• _PROBLEM STATEMENT_
In the records that follow, count the lines where the string "RecordingEvents" appears, and give the count with nothing added.

......

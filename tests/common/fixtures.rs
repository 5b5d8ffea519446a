//! Test fixtures for Cluster and plugin resources
//!
//! Builders produce resources as a user would submit them. The `harness`
//! wires a [`FakeStore`] and [`RecordingEvents`] into a controller `Context`,
//! and the `simulate_*` helpers stand in for the controllers that would
//! normally move child objects forward (Job controller, etcd operator,
//! kubelet).
//!
//! # Quick Start
//!
//! ```rust,ignore
//! let (store, events, ctx) = harness();
//! store.insert(&ClusterBuilder::new("demo").build());
//! cluster_pass(&ctx, &store, "demo").await.unwrap();
//! simulate_init_complete(&store, "demo");
//! ```

use std::sync::{Arc, Mutex};

use async_trait::async_trait;
use chrono::Utc;
use k8s_openapi::api::apps::v1::{Deployment, DeploymentCondition, DeploymentStatus};
use k8s_openapi::api::batch::v1::{Job, JobCondition, JobStatus};
use k8s_openapi::api::core::v1::{Container, ObjectReference, Pod, PodStatus};
use k8s_openapi::apimachinery::pkg::apis::meta::v1::Time;
use kok_operator::controller::error::Result;
use kok_operator::controller::events::EventPublisher;
use kok_operator::controller::{PluginObject, reconcile, reconcile_plugin};
use kok_operator::crd::{
    Cluster, ClusterPlugin, ClusterPluginSpec, ClusterSpec, ClusterStatus, EtcdCluster,
    EtcdClusterStatus, MembersStatus, MultiClusterPlugin, MultiClusterPluginSpec, PluginPodSpec,
};
use kok_operator::{Context, default_registry};
use kube::Resource;
use kube::runtime::controller::Action;
use kube::runtime::events::EventType;

use super::store::FakeStore;

/// Namespace every fixture lives in
pub const NAMESPACE: &str = "tenants";

// =============================================================================
// Events
// =============================================================================

#[derive(Clone, Debug, PartialEq, Eq)]
pub struct RecordedEvent {
    pub type_: String,
    pub reason: String,
    pub note: String,
}

/// Event sink that keeps everything it is given
#[derive(Default)]
pub struct RecordingEvents {
    events: Mutex<Vec<RecordedEvent>>,
}

impl RecordingEvents {
    pub fn all(&self) -> Vec<RecordedEvent> {
        self.events.lock().unwrap().clone()
    }

    pub fn reasons(&self) -> Vec<String> {
        self.all().into_iter().map(|e| e.reason).collect()
    }

    pub fn count(&self, reason: &str) -> usize {
        self.all().iter().filter(|e| e.reason == reason).count()
    }

    pub fn clear(&self) {
        self.events.lock().unwrap().clear();
    }
}

#[async_trait]
impl EventPublisher for RecordingEvents {
    async fn publish(
        &self,
        _resource_ref: &ObjectReference,
        type_: EventType,
        reason: &str,
        _action: &str,
        note: Option<String>,
    ) {
        self.events.lock().unwrap().push(RecordedEvent {
            type_: format!("{:?}", type_),
            reason: reason.to_string(),
            note: note.unwrap_or_default(),
        });
    }
}

// =============================================================================
// Harness
// =============================================================================

/// Store, event sink and a Context over the default registry
pub fn harness() -> (Arc<FakeStore>, Arc<RecordingEvents>, Arc<Context>) {
    let store = Arc::new(FakeStore::new());
    let events = Arc::new(RecordingEvents::default());
    let ctx = Arc::new(Context::from_parts(
        store.clone(),
        events.clone(),
        Arc::new(default_registry()),
    ));
    (store, events, ctx)
}

/// Run one Cluster pass against the latest stored copy, as the controller would
pub async fn cluster_pass(ctx: &Arc<Context>, store: &FakeStore, name: &str) -> Result<Action> {
    let cluster: Cluster = store
        .object(NAMESPACE, name)
        .unwrap_or_else(|| panic!("Cluster {} not stored", name));
    reconcile(Arc::new(cluster), ctx.clone()).await
}

/// Run one plugin pass against the latest stored copy
pub async fn plugin_pass<P: PluginObject>(
    ctx: &Arc<Context>,
    store: &FakeStore,
    name: &str,
) -> Result<Action> {
    let plugin: P = store
        .object(NAMESPACE, name)
        .unwrap_or_else(|| panic!("plugin {} not stored", name));
    reconcile_plugin(Arc::new(plugin), ctx.clone()).await
}

/// Stored Cluster status, or the default when none was written
pub fn stored_status(store: &FakeStore, name: &str) -> ClusterStatus {
    store
        .object::<Cluster>(NAMESPACE, name)
        .and_then(|c| c.status)
        .unwrap_or_default()
}

// =============================================================================
// Cluster builders
// =============================================================================

/// Builder for Cluster resources
pub struct ClusterBuilder {
    cluster: Cluster,
}

impl ClusterBuilder {
    /// A Cluster as submitted, before admission defaulting
    pub fn new(name: &str) -> Self {
        let mut cluster = Cluster::new(name, ClusterSpec::default());
        cluster.metadata.namespace = Some(NAMESPACE.to_string());
        cluster.metadata.uid = Some(format!("uid-{}", name));
        cluster.metadata.generation = Some(1);
        Self { cluster }
    }

    /// Start from a Cluster the mutating webhook has already defaulted
    pub fn defaulted(name: &str) -> Self {
        let mut builder = Self::new(name);
        default_registry().apply_defaults(&mut builder.cluster);
        builder
    }

    pub fn with_version(mut self, version: &str) -> Self {
        self.cluster.spec.cluster_version = version.to_string();
        self
    }

    pub fn with_etcd_count(mut self, count: i32) -> Self {
        self.cluster.spec.etcd.count = count;
        self
    }

    pub fn with_generation(mut self, generation: i64) -> Self {
        self.cluster.metadata.generation = Some(generation);
        self
    }

    pub fn with_finalizer(mut self, finalizer: &str) -> Self {
        self.cluster
            .metadata
            .finalizers
            .get_or_insert_with(Vec::new)
            .push(finalizer.to_string());
        self
    }

    pub fn deleting(mut self) -> Self {
        self.cluster.metadata.deletion_timestamp = Some(Time(Utc::now()));
        self
    }

    pub fn with_status(mut self, status: ClusterStatus) -> Self {
        self.cluster.status = Some(status);
        self
    }

    pub fn build(self) -> Cluster {
        self.cluster
    }
}

/// A defaulted Cluster with a three-member etcd
pub fn defaulted_cluster(name: &str) -> Cluster {
    ClusterBuilder::defaulted(name).with_etcd_count(3).build()
}

/// A Cluster a plugin can target: its init stage already published the admin config
pub fn target_cluster(name: &str) -> Cluster {
    let mut status = ClusterStatus::default();
    status.init.admin_config_name = format!("{}-admin-config", name);
    ClusterBuilder::defaulted(name).with_status(status).build()
}

// =============================================================================
// Plugin builders
// =============================================================================

/// Single-container template running `image`
pub fn pod_template(image: &str) -> PluginPodSpec {
    PluginPodSpec {
        containers: vec![Container {
            name: "main".to_string(),
            image: Some(image.to_string()),
            command: Some(vec!["/bin/sh".to_string(), "-c".to_string(), "run".to_string()]),
            ..Default::default()
        }],
        ..Default::default()
    }
}

pub fn cluster_plugin(
    name: &str,
    cluster_name: &str,
    install: PluginPodSpec,
    uninstall: PluginPodSpec,
) -> ClusterPlugin {
    let mut plugin = ClusterPlugin::new(
        name,
        ClusterPluginSpec {
            cluster_name: cluster_name.to_string(),
            install,
            uninstall,
        },
    );
    plugin.metadata.namespace = Some(NAMESPACE.to_string());
    plugin.metadata.uid = Some(format!("uid-{}", name));
    plugin
}

pub fn multi_cluster_plugin(
    name: &str,
    cluster_names: &[&str],
    install: PluginPodSpec,
    uninstall: PluginPodSpec,
) -> MultiClusterPlugin {
    let mut plugin = MultiClusterPlugin::new(
        name,
        MultiClusterPluginSpec {
            cluster_names: cluster_names.iter().map(|s| s.to_string()).collect(),
            install,
            uninstall,
        },
    );
    plugin.metadata.namespace = Some(NAMESPACE.to_string());
    plugin.metadata.uid = Some(format!("uid-{}", name));
    plugin
}

/// Mark a stored plugin as deleted by the user
pub fn mark_deleting<P: PluginObject>(store: &FakeStore, name: &str) {
    store.modify::<P>(NAMESPACE, name, |p| {
        p.meta_mut().deletion_timestamp = Some(Time(Utc::now()));
    });
}

// =============================================================================
// Simulated external controllers
// =============================================================================

/// The Job controller marks the init Job complete
pub fn simulate_init_complete(store: &FakeStore, cluster_name: &str) {
    store.modify::<Job>(NAMESPACE, &format!("{}-init", cluster_name), |job| {
        job.status = Some(JobStatus {
            succeeded: Some(1),
            conditions: Some(vec![JobCondition {
                type_: "Complete".to_string(),
                status: "True".to_string(),
                ..Default::default()
            }]),
            ..Default::default()
        });
    });
}

/// The etcd operator reports `size` members with `ready` of them up
pub fn simulate_etcd_members(store: &FakeStore, cluster_name: &str, size: i32, ready: usize) {
    store.modify::<EtcdCluster>(NAMESPACE, &format!("{}-etcd", cluster_name), |etcd| {
        etcd.status = Some(EtcdClusterStatus {
            phase: "Running".to_string(),
            size,
            service_name: format!("{}-etcd-client", cluster_name),
            client_port: 2379,
            members: MembersStatus {
                ready: (0..ready).map(|i| format!("{}-etcd-{}", cluster_name, i)).collect(),
                unready: Vec::new(),
            },
            current_version: "3.2.13".to_string(),
        });
    });
}

/// The Deployment controller reports the rollout as available
pub fn simulate_deployment_available(store: &FakeStore, name: &str) {
    store.modify::<Deployment>(NAMESPACE, name, |deployment| {
        let replicas = deployment.spec.as_ref().and_then(|s| s.replicas);
        deployment.status = Some(DeploymentStatus {
            replicas,
            ready_replicas: replicas,
            available_replicas: replicas,
            conditions: Some(vec![DeploymentCondition {
                type_: "Available".to_string(),
                status: "True".to_string(),
                ..Default::default()
            }]),
            ..Default::default()
        });
    });
}

/// The kubelet moves a Pod to `phase`
pub fn simulate_pod_phase(store: &FakeStore, name: &str, phase: &str) {
    store.modify::<Pod>(NAMESPACE, name, |pod| {
        pod.status = Some(PodStatus {
            phase: Some(phase.to_string()),
            ..Default::default()
        });
    });
}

......

• _PROBLEM SOLUTION_
6